The Court of Appeal has thrown out an attempt to force seven large polluting companies to cut greenhouse gas emissions, saying climate change is a matter for national regulations and international coordination.
However, Mike Smith (Ngāpuhi and Ngāti Kahu), the Māori environmentalist behind it, says he will appeal.
“It was a bit unsurprising,” Smith says of the Court of Appeal decision. “The judgment was quite interesting – on some counts they said no and other counts they said maybe – and so we’re off to the Supreme Court, that’s the next step.”
A legal expert says the country’s highest court might decide to hear it, keeping alive the possibility of the New Zealand judiciary following the lead of courts around the world in making a radical decision on climate change.
“I certainly think there’s a prospect that the Supreme Court would grant leave for another appeal,” says Jenny Cooper QC, president of Lawyers for Climate Action. “It’s a matter of public importance – you can’t think of a more important issue – and it’s a novel area of testing whether the law is ready to develop on these points.”
The case against the ‘Polluting 7’
Iwi leader Smith launched proceedings against New Zealand’s biggest company Fonterra, farming giant Dairy Holdings Ltd, electricity generator Genesis Energy, which runs the Huntly power station, NZ Steel, owner of the Glenbrook mill, fossil fuel company Z Energy, NZ Refining Company, and BT Mining, a joint venture between Bathurst Resources and Talley’s Energy operating the Stockton mine on the South Island’s West Coast.

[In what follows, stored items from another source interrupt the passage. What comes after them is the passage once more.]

//! Shared x86 instruction parsing and symbolic execution.
//!
//! Both x86 adapters read Intel-syntax text (objdump or iced-x86) and
//! replay a small subset of the instruction set over [`SymValue`]s. The
//! adapters differ only in register naming and calling convention, which
//! live in [`crate::amd64`] and [`crate::i386`].

use std::collections::{BTreeMap, HashMap};

use crate::disasm::Instruction;
use crate::symbolic::SymValue;
use crate::types::Arch;

/// Prefixes that may precede the mnemonic.
const PREFIXES: &[&str] = &[
    "bnd", "notrack", "lock", "rep", "repz", "repe", "repnz", "repne", "data16", "addr32",
];

/// Operand-size keywords dropped before parsing memory operands.
const SIZE_WORDS: &[&str] = &[
    "byte", "word", "dword", "qword", "fword", "tbyte", "oword", "xmmword", "ymmword",
    "zmmword", "ptr",
];

pub const AMD64_REGISTERS: [&str; 16] = [
    "rax", "rbx", "rcx", "rdx", "rsi", "rdi", "rbp", "rsp",
    "r8", "r9", "r10", "r11", "r12", "r13", "r14", "r15",
];

pub const I386_REGISTERS: [&str; 8] = ["eax", "ebx", "ecx", "edx", "esi", "edi", "ebp", "esp"];

/// Split an instruction body into its mnemonic and operand text.
pub fn split_mnemonic(body: &str) -> (&str, &str) {
    let mut rest = body.trim();
    loop {
        let (word, tail) = match rest.split_once(char::is_whitespace) {
            Some((word, tail)) => (word, tail.trim_start()),
            None => (rest, ""),
        };
        if PREFIXES.contains(&word) && !tail.is_empty() {
            rest = tail;
            continue;
        }
        return (word, tail);
    }
}

/// Instruction text without its trailing `# ...` comment.
pub fn body_of(text: &str) -> &str {
    text.split('#').next().unwrap_or("")
}

/// `jmp` and every conditional jump.
pub fn is_branch(text: &str) -> bool {
    let (mnemonic, _) = split_mnemonic(body_of(text));
    mnemonic.starts_with('j')
}

pub fn is_call(text: &str) -> bool {
    let (mnemonic, _) = split_mnemonic(body_of(text));
    mnemonic == "call" || mnemonic == "callq"
}

/// A parsed instruction operand.
#[derive(Debug, Clone, PartialEq, Eq)]
pub enum Operand {
    Reg(String),
    Imm(i64),
    Mem(MemRef),
}

/// `segment:[base + index*scale + disp]`
#[derive(Debug, Clone, PartialEq, Eq, Default)]
pub struct MemRef {
    pub segment: Option<String>,
    pub base: Option<String>,
    pub index: Option<(String, i64)>,
    pub disp: i64,
    /// Access width in bytes from a `BYTE`/`DWORD`/... keyword, if given.
    pub size: Option<i64>,
}

/// Width in bytes named by an operand-size keyword.
fn size_keyword(word: &str) -> Option<i64> {
    match word {
        "byte" => Some(1),
        "word" => Some(2),
        "dword" => Some(4),
        "fword" => Some(6),
        "qword" => Some(8),
        "tbyte" => Some(10),
        "oword" | "xmmword" => Some(16),
        "ymmword" => Some(32),
        "zmmword" => Some(64),
        _ => None,
    }
}

/// Parse a comma-separated operand list.
pub fn parse_operands(text: &str) -> Option<Vec<Operand>> {
    let text = text.trim();
    if text.is_empty() {
        return Some(Vec::new());
    }
    split_top_level(text).into_iter().map(parse_operand).collect()
}

fn split_top_level(text: &str) -> Vec<&str> {
    let mut parts = Vec::new();
    let mut depth = 0i32;
    let mut start = 0;
    for (i, c) in text.char_indices() {
        match c {
            '[' => depth += 1,
            ']' => depth -= 1,
            ',' if depth == 0 => {
                parts.push(&text[start..i]);
                start = i + 1;
            }
            _ => {}
        }
    }
    parts.push(&text[start..]);
    parts
}

pub fn parse_operand(text: &str) -> Option<Operand> {
    let lowered = text.to_ascii_lowercase();
    let size = lowered.split_whitespace().find_map(size_keyword);
    let stripped: String = lowered
        .split_whitespace()
        .filter(|w| !SIZE_WORDS.contains(w))
        .collect::<Vec<_>>()
        .join("");
    if stripped.is_empty() {
        return None;
    }

    let (segment, rest) = match stripped.split_once(':') {
        Some((seg, rest)) => (Some(seg.to_string()), rest),
        None => (None, stripped.as_str()),
    };

    if let Some(inner) = rest.strip_prefix('[') {
        let inner = inner.strip_suffix(']')?;
        let mut mem = parse_mem(inner)?;
        mem.segment = segment;
        mem.size = size;
        return Some(Operand::Mem(mem));
    }
    if let Some(value) = parse_number(rest) {
        return Some(match segment {
            // `fs:0x28` style absolute reference
            Some(seg) => Operand::Mem(MemRef { segment: Some(seg), disp: value, size, ..MemRef::default() }),
            None => Operand::Imm(value),
        });
    }
    if segment.is_none() && rest.bytes().all(|b| b.is_ascii_alphanumeric()) {
        return Some(Operand::Reg(rest.to_string()));
    }
    None
}

fn parse_mem(inner: &str) -> Option<MemRef> {
    let mut mem = MemRef::default();
    let mut terms = Vec::new();
    let mut sign = 1i64;
    let mut start = 0;
    for (i, c) in inner.char_indices() {
        if c == '+' || c == '-' {
            if i > start {
                terms.push((sign, &inner[start..i]));
            }
            sign = if c == '-' { -1 } else { 1 };
            start = i + 1;
        }
    }
    if start < inner.len() {
        terms.push((sign, &inner[start..]));
    }

    for (sign, term) in terms {
        if let Some((lhs, rhs)) = term.split_once('*') {
            let (reg, scale) = match parse_number(rhs) {
                Some(scale) => (lhs, scale),
                None => (rhs, parse_number(lhs)?),
            };
            if sign < 0 || mem.index.is_some() {
                return None;
            }
            mem.index = Some((reg.to_string(), scale));
        } else if let Some(value) = parse_number(term) {
            mem.disp = mem.disp.wrapping_add(sign.wrapping_mul(value));
        } else if sign < 0 {
            return None;
        } else if mem.base.is_none() {
            mem.base = Some(term.to_string());
        } else if mem.index.is_none() {
            mem.index = Some((term.to_string(), 1));
        } else {
            return None;
        }
    }
    Some(mem)
}

/// `0x..` hex, plain decimal, or either with a leading minus.
pub fn parse_number(text: &str) -> Option<i64> {
    let (negative, digits) = match text.strip_prefix('-') {
        Some(rest) => (true, rest),
        None => (false, text),
    };
    let value = if let Some(hex) = digits.strip_prefix("0x") {
        u64::from_str_radix(hex, 16).ok()? as i64
    } else if !digits.is_empty() && digits.bytes().all(|b| b.is_ascii_digit()) {
        digits.parse::<u64>().ok()? as i64
    } else {
        return None;
    };
    Some(if negative { value.wrapping_neg() } else { value })
}

/// First token of a comment as a hex address (`3eaeb0` or `0x3eaeb0`).
fn comment_address(comment: &str) -> Option<u64> {
    let token = comment.split_whitespace().next()?;
    let hex = token.strip_prefix("0x").unwrap_or(token);
    u64::from_str_radix(hex, 16).ok()
}

/// Map a register name to the name the core tracks it under.
pub fn canonical_register(arch: Arch, name: &str) -> Option<&'static str> {
    match arch {
        Arch::Amd64 => {
            if let Some(reg) = AMD64_REGISTERS.iter().copied().find(|r| *r == name) {
                return Some(reg);
            }
            let full = match name {
                "eax" => "rax",
                "ebx" => "rbx",
                "ecx" => "rcx",
                "edx" => "rdx",
                "esi" => "rsi",
                "edi" => "rdi",
                "ebp" => "rbp",
                "esp" => "rsp",
                _ => {
                    // r8d..r15d
                    let base = name.strip_suffix('d')?;
                    let numbered = base.len() > 1
                        && base.starts_with('r')
                        && base[1..].bytes().all(|b| b.is_ascii_digit());
                    return AMD64_REGISTERS.iter().copied().find(|r| numbered && *r == base);
                }
            };
            Some(full)
        }
        Arch::I386 => I386_REGISTERS.iter().copied().find(|r| *r == name),
    }
}

/// Symbolic machine state shared by the x86 adapters.
#[derive(Debug, Clone)]
pub struct X86Core {
    arch: Arch,
    registers: HashMap<String, SymValue>,
    stack: BTreeMap<i64, SymValue>,
    constraints: Vec<String>,
    /// Set once the terminal call has been replayed.
    called: bool,
}

impl X86Core {
    pub fn new(arch: Arch) -> Self {
        let names: &[&str] = match arch {
            Arch::Amd64 => &AMD64_REGISTERS,
            Arch::I386 => &I386_REGISTERS,
        };
        let mut registers: HashMap<String, SymValue> =
            names.iter().map(|r| (r.to_string(), SymValue::reg(r))).collect();
        let sp = arch.stack_pointer();
        registers.insert(sp.to_string(), SymValue::stack(sp, 0));
        let pc = arch.program_counter();
        registers.insert(pc.to_string(), SymValue::reg(pc));
        Self {
            arch,
            registers,
            stack: BTreeMap::new(),
            constraints: Vec::new(),
            called: false,
        }
    }

    pub fn registers(&self) -> &HashMap<String, SymValue> {
        &self.registers
    }

    pub fn stack(&self) -> &BTreeMap<i64, SymValue> {
        &self.stack
    }

    pub fn constraints(&self) -> &[String] {
        &self.constraints
    }

    /// Current value of a register (by any alias).
    pub fn register(&self, name: &str) -> Option<SymValue> {
        let canonical = canonical_register(self.arch, name)?;
        self.registers.get(canonical).cloned()
    }

    /// Overwrite a register before emulation starts.
    pub fn seed_register(&mut self, name: &str, value: SymValue) -> bool {
        self.set_register(name, value).is_some()
    }

    /// Value stored at `sp + offset`, or the unknown load `[sp+offset]`.
    pub fn stack_slot(&self, offset: i64) -> SymValue {
        self.stack
            .get(&offset)
            .cloned()
            .unwrap_or_else(|| SymValue::stack(self.arch.stack_pointer(), offset).deref())
    }

    /// Load a word from `addr`, resolving stack addresses to slots.
    pub fn load(&self, addr: &SymValue) -> SymValue {
        match addr.stack_offset() {
            Some(offset) => self.stack_slot(offset),
            None => addr.deref(),
        }
    }

    /// The stack word `index` words above the current stack pointer.
    pub fn stack_argument(&self, index: usize) -> SymValue {
        let sp = &self.registers[self.arch.stack_pointer()];
        self.load(&sp.add(self.arch.word_size() * index as i64))
    }

    /// Replay one instruction. Returns false when it cannot be modeled.
    pub fn process(&mut self, insn: &Instruction) -> bool {
        if self.called {
            return false;
        }
        let (mnemonic, operands) = split_mnemonic(insn.body());
        match mnemonic {
            "nop" | "endbr64" | "endbr32" | "cmp" | "test" => true,
            "call" | "callq" => {
                let target = insn
                    .annotation()
                    .map(str::to_string)
                    .unwrap_or_else(|| operands.trim().to_string());
                self.registers
                    .insert(self.arch.program_counter().to_string(), SymValue::Unknown(target));
                self.called = true;
                true
            }
            _ => match parse_operands(operands) {
                Some(ops) => self.execute(mnemonic, &ops, insn).is_some(),
                None => false,
            },
        }
    }

    fn execute(&mut self, mnemonic: &str, ops: &[Operand], insn: &Instruction) -> Option<()> {
        match (mnemonic, ops) {
            ("mov" | "movabs", [dst, src]) => {
                let value = self.read(src, insn)?;
                self.write(dst, value, insn)
            }
            ("lea", [Operand::Reg(dst), Operand::Mem(mem)]) => {
                let addr = self.address(mem, insn)?;
                self.set_register(dst, addr)
            }
            ("xor", [Operand::Reg(a), Operand::Reg(b)]) => {
                if canonical_register(self.arch, a)? != canonical_register(self.arch, b)? {
                    return None;
                }
                self.set_register(a, SymValue::Zero)
            }
            ("add", [dst @ Operand::Reg(_), Operand::Imm(k)]) => {
                let value = self.read(dst, insn)?.add(*k);
                self.write(dst, value, insn)
            }
            ("sub", [dst @ Operand::Reg(_), Operand::Imm(k)]) => {
                let value = self.read(dst, insn)?.add(k.wrapping_neg());
                self.write(dst, value, insn)
            }
            ("push", [src]) => {
                let value = self.read(src, insn)?;
                let top = self.sp_offset()? - self.arch.word_size();
                self.stack.insert(top, value);
                self.set_sp(top);
                Some(())
            }
            ("pop", [dst]) => {
                let top = self.sp_offset()?;
                let value = self.stack_slot(top);
                self.set_sp(top + self.arch.word_size());
                self.write(dst, value, insn)
            }
            _ => None,
        }
    }

    fn sp_offset(&self) -> Option<i64> {
        self.registers[self.arch.stack_pointer()].stack_offset()
    }

    fn set_sp(&mut self, offset: i64) {
        let sp = self.arch.stack_pointer();
        self.registers.insert(sp.to_string(), SymValue::stack(sp, offset));
    }

    fn set_register(&mut self, name: &str, value: SymValue) -> Option<()> {
        let canonical = canonical_register(self.arch, name)?;
        self.registers.insert(canonical.to_string(), value);
        Some(())
    }

    fn read(&self, op: &Operand, insn: &Instruction) -> Option<SymValue> {
        match op {
            Operand::Reg(name) => self.register(name),
            Operand::Imm(value) => Some(SymValue::imm(*value)),
            Operand::Mem(mem) => {
                if self.is_partial(mem) {
                    return None;
                }
                Some(self.load(&self.address(mem, insn)?))
            }
        }
    }

    fn write(&mut self, op: &Operand, value: SymValue, insn: &Instruction) -> Option<()> {
        match op {
            Operand::Reg(name) => self.set_register(name, value),
            Operand::Mem(mem) => {
                if self.is_partial(mem) {
                    return None;
                }
                let addr = self.address(mem, insn)?;
                if let Some(offset) = addr.stack_offset() {
                    self.stack.insert(offset, value);
                    return Some(());
                }
                if addr.is_global_relative() {
                    return None;
                }
                let fact = format!("writable: {}", addr);
                if !self.constraints.contains(&fact) {
                    self.constraints.push(fact);
                }
                Some(())
            }
            Operand::Imm(_) => None,
        }
    }

    /// Accesses narrower than a stack word only touch part of a value.
    fn is_partial(&self, mem: &MemRef) -> bool {
        mem.size.map_or(false, |size| size < self.arch.word_size())
    }

    /// Evaluate the address a memory operand refers to.
    fn address(&self, mem: &MemRef, insn: &Instruction) -> Option<SymValue> {
        if mem.segment.is_some() || mem.index.is_some() {
            return None;
        }
        match mem.base.as_deref() {
            None => Some(SymValue::Global(mem.disp as u64)),
            Some("rip") | Some("eip") => {
                let target = comment_address(insn.comment()?)?;
                Some(SymValue::Global(target))
            }
            Some(base) => Some(self.register(base)?.add(mem.disp)),
        }
    }
}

The claim said climate change science is clear and by continuing to pollute, or selling products that are burnt and emit greenhouse gases, the companies are contributing to environmental damage, such as increased temperatures, sea level rise, ocean acidification, and increasingly extreme weather events.
Smith wanted the court to require each company’s emissions to reach net zero by 2030.
If the big corporates didn’t know the harm they were causing, they should have, the claim said. The legal strategy was three-pronged: public nuisance, negligence and a proposed new “tort” – an area of law dealing with obligations of one party to another – breach of duty.